For cancer treatments, productivity growth has been around 9% per yr, which is way higher than economy-wide productivity growth. But for heart problems treatments, productivity has shrunk by about 4 percent per yr.

Cancer treatments work higher.

The huge improvement in cancer treatment productivity is just not surprising. From a five-year survival rate of 52 percent within the early Nineteen Nineties, cancer survival rates have continued to enhance. 70% In 2014-2018.

This is a big enough improvement to offset the relatively high growth of 36% in actual cancer costs over the study period.

More surprising is the reduction in cardiovascular therapy productivity.

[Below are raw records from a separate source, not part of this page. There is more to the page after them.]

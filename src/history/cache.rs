//! History cache - bounded, most-recent-first list of successful crawls
//!
//! The whole list is kept in one slot of the backing store. `save` is a
//! read-modify-write of that slot; the backend sits behind an async mutex so
//! saves from the same process never overwrite each other.

use crate::client::CrawlResult;
use crate::history::traits::{HistoryStore, StorageError, StorageResult};
use crate::history::HistoryEntry;
use crate::request::CrawlRequest;
use chrono::Utc;
use tokio::sync::Mutex;
use uuid::Uuid;

/// Slot holding the serialized history list
pub const HISTORY_KEY: &str = "crawl-history";

/// Maximum number of entries kept
pub const HISTORY_LIMIT: usize = 20;

/// Durable, capacity-bounded history of successful crawl results
pub struct HistoryCache<S> {
    store: Mutex<S>,
    key: String,
    limit: usize,
}

impl<S: HistoryStore> HistoryCache<S> {
    pub fn new(store: S) -> Self {
        Self {
            store: Mutex::new(store),
            key: HISTORY_KEY.to_string(),
            limit: HISTORY_LIMIT,
        }
    }

    /// All entries, most recent first
    ///
    /// Never fails: a missing, unreadable or corrupt slot reads as empty.
    pub async fn list(&self) -> Vec<HistoryEntry> {
        let store = self.store.lock().await;
        self.read(&*store)
    }

    /// Looks up one entry by id
    pub async fn get(&self, id: &str) -> Option<HistoryEntry> {
        self.list().await.into_iter().find(|entry| entry.id == id)
    }

    /// Records a successful crawl at the front of the history
    ///
    /// Assigns a fresh id and timestamp, prepends the entry, truncates to the
    /// limit and rewrites the whole list.
    pub async fn save(
        &self,
        url: &str,
        request_options: &CrawlRequest,
        result: &CrawlResult,
    ) -> StorageResult<HistoryEntry> {
        if !result.success {
            return Err(StorageError::UnsuccessfulResult(url.to_string()));
        }

        let entry = HistoryEntry {
            id: Uuid::new_v4().to_string(),
            url: url.to_string(),
            created_at: Utc::now(),
            request_options: request_options.clone(),
            result: result.clone(),
        };

        let mut store = self.store.lock().await;
        let mut entries = self.read(&*store);
        entries.insert(0, entry.clone());
        entries.truncate(self.limit);

        let encoded = serde_json::to_string(&entries)?;
        store.set(&self.key, &encoded)?;

        tracing::debug!(
            "Saved history entry {} for {} ({} entries)",
            entry.id,
            entry.url,
            entries.len()
        );
        Ok(entry)
    }

    /// Removes every entry
    pub async fn clear(&self) -> StorageResult<()> {
        let mut store = self.store.lock().await;
        store.set(&self.key, "[]")?;
        tracing::debug!("Cleared history");
        Ok(())
    }

    fn read(&self, store: &S) -> Vec<HistoryEntry> {
        let raw = match store.get(&self.key) {
            Ok(Some(raw)) => raw,
            Ok(None) => return Vec::new(),
            Err(e) => {
                tracing::warn!("History unavailable, treating as empty: {}", e);
                return Vec::new();
            }
        };

        match serde_json::from_str(&raw) {
            Ok(entries) => entries,
            Err(e) => {
                tracing::warn!("History slot is corrupt, treating as empty: {}", e);
                Vec::new()
            }
        }
    }
}
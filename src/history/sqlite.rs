//! SQLite storage implementation
//!
//! This module provides a SQLite-based implementation of the HistoryStore trait.

use crate::history::schema::initialize_schema;
use crate::history::traits::{HistoryStore, StorageResult};
use chrono::Utc;
use rusqlite::{params, Connection, OptionalExtension};
use std::path::Path;

/// SQLite storage backend
pub struct SqliteStore {
    conn: Connection,
}

impl SqliteStore {
    /// Opens (or creates) the history database at `path`
    ///
    /// # Arguments
    ///
    /// * `path` - Path to the SQLite database file
    ///
    /// # Returns
    ///
    /// * `Ok(SqliteStore)` - Successfully opened/created database
    /// * `Err(StorageError)` - Failed to open database
    pub fn new(path: &Path) -> StorageResult<Self> {
        if let Some(parent) = path.parent().filter(|p| !p.as_os_str().is_empty()) {
            std::fs::create_dir_all(parent)?;
        }

        let conn = Connection::open(path)?;

        conn.execute_batch(
            "
            PRAGMA journal_mode = WAL;
            PRAGMA synchronous = NORMAL;
        ",
        )?;

        initialize_schema(&conn)?;

        Ok(Self { conn })
    }

    /// Creates an in-memory database (for testing)
    #[cfg(test)]
    pub fn new_in_memory() -> StorageResult<Self> {
        let conn = Connection::open_in_memory()?;
        initialize_schema(&conn)?;
        Ok(Self { conn })
    }
}

impl HistoryStore for SqliteStore {
    fn get(&self, key: &str) -> StorageResult<Option<String>> {
        let value = self
            .conn
            .query_row(
                "SELECT value FROM slots WHERE key = ?1",
                params![key],
                |row| row.get(0),
            )
            .optional()?;
        Ok(value)
    }

    fn set(&mut self, key: &str, value: &str) -> StorageResult<()> {
        let now = Utc::now().to_rfc3339();
        self.conn.execute(
            "INSERT INTO slots (key, value, updated_at) VALUES (?1, ?2, ?3)
             ON CONFLICT(key) DO UPDATE SET value = excluded.value, updated_at = excluded.updated_at",
            params![key, value, now],
        )?;
        Ok(())
    }
}
use crate::request::{CrawlRequest, RequestDefaults, RequestOverrides};
use crate::ValidationError;

/// Composes a crawl request from the default and override layers
///
/// Overrides win over defaults field by field. `url` and `instruction` always
/// come from the live editing state. The url is trimmed; a blank instruction
/// is treated as absent, and an extraction schema without fields is dropped.
///
/// # Errors
///
/// Returns [`ValidationError::EmptyUrl`] when the trimmed url is empty; callers
/// must not submit anything in that case.
pub fn compose(
    defaults: &RequestDefaults,
    overrides: &RequestOverrides,
    url: &str,
    instruction: Option<&str>,
) -> Result<CrawlRequest, ValidationError> {
    let url = url.trim();
    if url.is_empty() {
        return Err(ValidationError::EmptyUrl);
    }

    let instruction = instruction
        .filter(|i| !i.trim().is_empty())
        .map(str::to_string);

    Ok(CrawlRequest {
        url: url.to_string(),
        instruction,
        screenshot: overrides.screenshot.unwrap_or(defaults.screenshot),
        bypass_cache: overrides.bypass_cache.unwrap_or(defaults.bypass_cache),
        smart_mode: overrides.smart_mode.unwrap_or(defaults.smart_mode),
        word_count_threshold: overrides
            .word_count_threshold
            .unwrap_or(defaults.word_count_threshold),
        css_selector: overrides
            .css_selector
            .clone()
            .or_else(|| defaults.css_selector.clone()),
        extraction_schema: overrides
            .extraction_schema
            .clone()
            .and_then(|schema| schema.collapse()),
    })
}
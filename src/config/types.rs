use serde::Deserialize;

/// Main configuration structure for Crawl Studio
#[derive(Debug, Clone, Default, Deserialize)]
pub struct Config {
    #[serde(default)]
    pub service: ServiceConfig,
    #[serde(default)]
    pub defaults: DefaultsConfig,
    #[serde(default)]
    pub history: HistoryConfig,
}

/// Crawl service connection configuration
#[derive(Debug, Clone, Deserialize)]
pub struct ServiceConfig {
    /// Base URL of the crawl service
    #[serde(default = "default_endpoint")]
    pub endpoint: String,

    /// Whole-request timeout (seconds)
    #[serde(rename = "timeout-secs", default = "default_timeout_secs")]
    pub timeout_secs: u64,
}

impl Default for ServiceConfig {
    fn default() -> Self {
        Self {
            endpoint: default_endpoint(),
            timeout_secs: default_timeout_secs(),
        }
    }
}

/// Request defaults applied under every user override
#[derive(Debug, Clone, Deserialize)]
pub struct DefaultsConfig {
    #[serde(default = "default_true")]
    pub screenshot: bool,

    #[serde(rename = "bypass-cache", default = "default_true")]
    pub bypass_cache: bool,

    /// Strip navigation, ads and other boilerplate service-side
    #[serde(rename = "smart-mode", default = "default_true")]
    pub smart_mode: bool,

    /// Minimum words a content block needs to be kept
    #[serde(rename = "word-count-threshold", default = "default_word_count_threshold")]
    pub word_count_threshold: u32,

    #[serde(rename = "css-selector", default)]
    pub css_selector: Option<String>,
}

impl Default for DefaultsConfig {
    fn default() -> Self {
        Self {
            screenshot: true,
            bypass_cache: true,
            smart_mode: true,
            word_count_threshold: default_word_count_threshold(),
            css_selector: None,
        }
    }
}

/// History persistence configuration
#[derive(Debug, Clone, Deserialize)]
pub struct HistoryConfig {
    /// Path to the SQLite database holding the history slot
    #[serde(rename = "database-path", default = "default_database_path")]
    pub database_path: String,
}

impl Default for HistoryConfig {
    fn default() -> Self {
        Self {
            database_path: default_database_path(),
        }
    }
}

fn default_endpoint() -> String {
    "http://localhost:8000".to_string()
}

fn default_timeout_secs() -> u64 {
    120
}

fn default_true() -> bool {
    true
}

fn default_word_count_threshold() -> u32 {
    10
}

fn default_database_path() -> String {
    "./crawl-history.db".to_string()
}
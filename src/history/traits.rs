//! Storage traits and error types
//!
//! This module defines the trait interface for history storage backends and
//! associated error types.

use thiserror::Error;

/// Errors that can occur during storage operations
#[derive(Debug, Error)]
pub enum StorageError {
    #[error("SQLite error: {0}")]
    Sqlite(#[from] rusqlite::Error),

    #[error("Serialization error: {0}")]
    Serialization(#[from] serde_json::Error),

    #[error("IO error: {0}")]
    Io(#[from] std::io::Error),

    #[error("Storage unavailable: {0}")]
    Unavailable(String),

    #[error("Refusing to persist unsuccessful crawl of {0}")]
    UnsuccessfulResult(String),
}

/// Result type for storage operations
pub type StorageResult<T> = Result<T, StorageError>;

/// Durable key/value slots backing the history cache
///
/// Each key holds one serialized value; `set` replaces the whole value.
pub trait HistoryStore {
    /// Reads a slot; an absent slot is `Ok(None)`, not an error
    fn get(&self, key: &str) -> StorageResult<Option<String>>;

    /// Replaces the contents of a slot
    fn set(&mut self, key: &str, value: &str) -> StorageResult<()>;
}
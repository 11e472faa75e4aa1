//! Session module for the crawl request lifecycle
//!
//! # Components
//!
//! - `SessionState`: the current attempt (idle, in flight, succeeded, failed)
//! - `SessionController`: submits requests and applies their outcomes
//! - `Editor`: the not-yet-submitted input a request is composed from

mod controller;
mod editor;
mod state;

// Re-export main types
pub use controller::{AttemptTicket, Resolution, SessionController};
pub use editor::Editor;
pub use state::{Failure, FailureKind, SessionState};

This is partly as a consequence of an excellent deal of reduction in premature mortality from heart problems. 21% Health care costs over the study period have been brought on by other things, amongst them the decline in smoking.

Other heart attacks could be difficult to treat.

At the identical time, our successes in stopping heart disease in recent many years are making it tougher to treat those that do develop it.

Fewer heart attacks and strokes may mean that the remaining hospitalized cases are more complex and dearer to treat, reducing the apparent productivity of treatment.

It can also be possible that there are data errors within the production estimates. And it is feasible that some cardiovascular treatments are low cost and others will not be, reducing the general productivity of the treatment mix.

The Commission rightly calls for more research and higher data.

Tough decisions ahead

The Commission has examined only one-third of health treatments.

The remaining two-thirds include major illnesses resembling mental illness, dementia, infectious diseases and musculoskeletal disorders.

The commission has done some work. Mental illness. It determined that outcomes would improve if resources were shifted from hospital treatment to community-based palliative care and improved areas resembling inadequate income, employment, housing, social support and justice services.

As the Commission does more work, it can need to evaluate the productivity of interventions that prevent diseases in addition to interventions that treat them.


Production commission

The commission's findings are excellent news for the health system as they indicate that it's becoming more productive than previously estimated.

But productivity differences between different sectors show room for further improvement.

Some improvements would require taking resources away from underperforming treatments and giving them to emerging, more cost effective treatments. This is not going to be popular with these existing treatment providers.

But that is what we want to further improve health outcomes without large increases in health spending as a proportion of GDP.

It won't be easy, but that's where the commission's work is headed.